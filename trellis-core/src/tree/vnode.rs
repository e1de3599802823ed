//! Virtual Node Model
//!
//! A `VNode` is a lightweight description of one renderable unit. Nodes own
//! their children strictly downward; upward lookup goes through a weak
//! side-table so no reference cycles form. The child list is rebuilt
//! wholesale per re-render and only the reconciler replaces it.

use std::fmt;
use std::sync::atomic::{AtomicBool, AtomicU64, Ordering};
use std::sync::{Arc, OnceLock, RwLock, Weak};

use dashmap::DashMap;
use indexmap::IndexMap;
use smallvec::SmallVec;

use crate::host::HostNode;
use crate::reactive::value::Value;
use crate::widget::{Widget, WidgetDef};

/// Unique identifier for a vnode.
#[derive(Debug, Clone, Copy, PartialEq, Eq, Hash)]
pub struct VNodeId(u64);

impl VNodeId {
    pub fn new() -> Self {
        static COUNTER: AtomicU64 = AtomicU64::new(0);
        Self(COUNTER.fetch_add(1, Ordering::Relaxed))
    }

    pub fn raw(&self) -> u64 {
        self.0
    }
}

impl Default for VNodeId {
    fn default() -> Self {
        Self::new()
    }
}

/// Sibling identity for keyed reconciliation.
#[derive(Debug, Clone, PartialEq, Eq, Hash)]
pub enum Key {
    Str(Arc<str>),
    Int(i64),
}

impl Key {
    /// Extract a key from a prop value. Strings and integers qualify.
    pub fn from_value(value: &Value) -> Option<Key> {
        match value {
            Value::Str(s) => Some(Key::Str(s.clone())),
            Value::Int(n) => Some(Key::Int(*n)),
            _ => None,
        }
    }
}

/// Where a node stands in its lifecycle.
#[derive(Debug, Clone, Copy, PartialEq, Eq)]
pub enum NodePhase {
    Created,
    Rendered,
    Mounted,
    Activated,
    Deactivated,
    Unmounting,
    Unmounted,
}

/// What a node renders as.
#[derive(Clone)]
pub enum NodeKind {
    Element(Arc<str>),
    Text,
    Comment,
    Fragment,
    Widget(WidgetDef),
}

impl NodeKind {
    /// Whether two kinds reconcile against each other.
    pub fn matches(&self, other: &NodeKind) -> bool {
        match (self, other) {
            (NodeKind::Element(a), NodeKind::Element(b)) => a == b,
            (NodeKind::Text, NodeKind::Text) => true,
            (NodeKind::Comment, NodeKind::Comment) => true,
            (NodeKind::Fragment, NodeKind::Fragment) => true,
            (NodeKind::Widget(a), NodeKind::Widget(b)) => a.same_def(b),
            _ => false,
        }
    }
}

impl fmt::Debug for NodeKind {
    fn fmt(&self, f: &mut fmt::Formatter<'_>) -> fmt::Result {
        match self {
            NodeKind::Element(tag) => write!(f, "Element({tag})"),
            NodeKind::Text => write!(f, "Text"),
            NodeKind::Comment => write!(f, "Comment"),
            NodeKind::Fragment => write!(f, "Fragment"),
            NodeKind::Widget(def) => write!(f, "Widget({})", def.name()),
        }
    }
}

/// A named behavior attached to a node by the tree producer.
#[derive(Debug, Clone)]
pub struct Directive {
    pub name: Arc<str>,
    pub value: Value,
}

struct NodeInner {
    id: VNodeId,
    kind: NodeKind,
    key: Option<Key>,

    is_static: AtomicBool,
    phase: RwLock<NodePhase>,

    props: RwLock<IndexMap<String, Value>>,
    content: RwLock<String>,
    children: RwLock<Vec<VNode>>,
    directives: RwLock<SmallVec<[Directive; 2]>>,

    /// Host handle for element/text/comment nodes.
    host: RwLock<Option<HostNode>>,

    /// Trailing comment marker for fragments; placeholder for widgets.
    anchor: RwLock<Option<HostNode>>,

    /// The live instance behind a widget node.
    widget: parking_lot::Mutex<Option<Widget>>,
}

/// A node in the virtual tree. Cloning shares the node.
#[derive(Clone)]
pub struct VNode {
    inner: Arc<NodeInner>,
}

/// A non-owning node handle, used by the parent side-table.
#[derive(Clone)]
pub struct WeakVNode {
    inner: Weak<NodeInner>,
}

impl WeakVNode {
    pub fn upgrade(&self) -> Option<VNode> {
        self.inner.upgrade().map(|inner| VNode { inner })
    }
}

impl VNode {
    fn with_kind(kind: NodeKind, key: Option<Key>) -> Self {
        Self {
            inner: Arc::new(NodeInner {
                id: VNodeId::new(),
                kind,
                key,
                is_static: AtomicBool::new(false),
                phase: RwLock::new(NodePhase::Created),
                props: RwLock::new(IndexMap::new()),
                content: RwLock::new(String::new()),
                children: RwLock::new(Vec::new()),
                directives: RwLock::new(SmallVec::new()),
                host: RwLock::new(None),
                anchor: RwLock::new(None),
                widget: parking_lot::Mutex::new(None),
            }),
        }
    }

    pub fn element(tag: &str, props: IndexMap<String, Value>, key: Option<Key>) -> Self {
        let node = Self::with_kind(NodeKind::Element(Arc::from(tag)), key);
        *node.inner.props.write().expect("node props lock poisoned") = props;
        node
    }

    pub fn text(content: &str) -> Self {
        let node = Self::with_kind(NodeKind::Text, None);
        *node.inner.content.write().expect("node content lock poisoned") = content.to_string();
        node
    }

    pub fn comment(content: &str) -> Self {
        let node = Self::with_kind(NodeKind::Comment, None);
        *node.inner.content.write().expect("node content lock poisoned") = content.to_string();
        node
    }

    pub fn fragment(children: Vec<VNode>, key: Option<Key>) -> Self {
        let node = Self::with_kind(NodeKind::Fragment, key);
        node.set_children(children);
        node
    }

    pub fn widget(def: WidgetDef, props: IndexMap<String, Value>, key: Option<Key>) -> Self {
        let node = Self::with_kind(NodeKind::Widget(def), key);
        *node.inner.props.write().expect("node props lock poisoned") = props;
        node
    }

    pub fn id(&self) -> VNodeId {
        self.inner.id
    }

    pub fn kind(&self) -> &NodeKind {
        &self.inner.kind
    }

    pub fn key(&self) -> Option<&Key> {
        self.inner.key.as_ref()
    }

    /// Same shared node.
    pub fn same_node(&self, other: &VNode) -> bool {
        Arc::ptr_eq(&self.inner, &other.inner)
    }

    /// Whether `other` reconciles against this node: matching kind and key.
    pub fn same_identity(&self, other: &VNode) -> bool {
        self.inner.kind.matches(&other.inner.kind) && self.inner.key == other.inner.key
    }

    /// Static nodes are never diffed.
    pub fn is_static(&self) -> bool {
        self.inner.is_static.load(Ordering::SeqCst)
    }

    pub fn mark_static(&self) {
        self.inner.is_static.store(true, Ordering::SeqCst);
    }

    pub fn phase(&self) -> NodePhase {
        *self.inner.phase.read().expect("node phase lock poisoned")
    }

    pub fn set_phase(&self, phase: NodePhase) {
        *self.inner.phase.write().expect("node phase lock poisoned") = phase;
    }

    pub fn props(&self) -> IndexMap<String, Value> {
        self.inner.props.read().expect("node props lock poisoned").clone()
    }

    pub fn set_props(&self, props: IndexMap<String, Value>) {
        *self.inner.props.write().expect("node props lock poisoned") = props;
    }

    pub fn content(&self) -> String {
        self.inner.content.read().expect("node content lock poisoned").clone()
    }

    pub fn set_content(&self, content: &str) {
        *self.inner.content.write().expect("node content lock poisoned") = content.to_string();
    }

    pub fn children(&self) -> Vec<VNode> {
        self.inner
            .children
            .read()
            .expect("node children lock poisoned")
            .clone()
    }

    /// Replace the child list wholesale, rewiring the parent side-table.
    pub fn set_children(&self, children: Vec<VNode>) {
        for child in &children {
            set_parent(child, self);
        }
        *self
            .inner
            .children
            .write()
            .expect("node children lock poisoned") = children;
    }

    pub fn directives(&self) -> Vec<Directive> {
        self.inner
            .directives
            .read()
            .expect("node directives lock poisoned")
            .to_vec()
    }

    pub fn set_directives(&self, directives: Vec<Directive>) {
        *self
            .inner
            .directives
            .write()
            .expect("node directives lock poisoned") = SmallVec::from_vec(directives);
    }

    pub fn host(&self) -> Option<HostNode> {
        *self.inner.host.read().expect("node host lock poisoned")
    }

    pub fn set_host(&self, host: Option<HostNode>) {
        *self.inner.host.write().expect("node host lock poisoned") = host;
    }

    pub fn anchor(&self) -> Option<HostNode> {
        *self.inner.anchor.read().expect("node anchor lock poisoned")
    }

    pub fn set_anchor(&self, anchor: Option<HostNode>) {
        *self.inner.anchor.write().expect("node anchor lock poisoned") = anchor;
    }

    pub fn widget_instance(&self) -> Option<Widget> {
        self.inner.widget.lock().clone()
    }

    pub fn set_widget_instance(&self, widget: Option<Widget>) {
        *self.inner.widget.lock() = widget;
    }

    pub fn downgrade(&self) -> WeakVNode {
        WeakVNode {
            inner: Arc::downgrade(&self.inner),
        }
    }
}

impl PartialEq for VNode {
    fn eq(&self, other: &Self) -> bool {
        self.inner.id == other.inner.id
    }
}

impl fmt::Debug for VNode {
    fn fmt(&self, f: &mut fmt::Formatter<'_>) -> fmt::Result {
        f.debug_struct("VNode")
            .field("id", &self.inner.id)
            .field("kind", &self.inner.kind)
            .field("key", &self.inner.key)
            .field("phase", &self.phase())
            .finish()
    }
}

// Parent links live outside the node so ownership stays strictly downward.
static PARENTS: OnceLock<DashMap<VNodeId, WeakVNode>> = OnceLock::new();

fn parents() -> &'static DashMap<VNodeId, WeakVNode> {
    PARENTS.get_or_init(DashMap::new)
}

/// Record `parent` as the parent of `child`.
pub fn set_parent(child: &VNode, parent: &VNode) {
    parents().insert(child.id(), parent.downgrade());
}

/// Upward lookup. Returns nothing for roots and for dropped parents.
pub fn parent_of(child: &VNode) -> Option<VNode> {
    parents().get(&child.id()).and_then(|weak| weak.upgrade())
}

/// Drop the parent link, typically at unmount.
pub fn clear_parent(child: &VNode) {
    parents().remove(&child.id());
}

+===+

— To do —
Your answer must consist solely of the lines from the top of the entries above through the line containing "use indexmap::IndexMap;", copied exactly, both ends included.

— Problem solution —
filename trellis-core/src/tree/vnode.rs
repository e1de3599802823ed
//! Virtual Node Model
//!
//! A `VNode` is a lightweight description of one renderable unit. Nodes own
//! their children strictly downward; upward lookup goes through a weak
//! side-table so no reference cycles form. The child list is rebuilt
//! wholesale per re-render and only the reconciler replaces it.

use std::fmt;
use std::sync::atomic::{AtomicBool, AtomicU64, Ordering};
use std::sync::{Arc, OnceLock, RwLock, Weak};

use dashmap::DashMap;
use indexmap::IndexMap;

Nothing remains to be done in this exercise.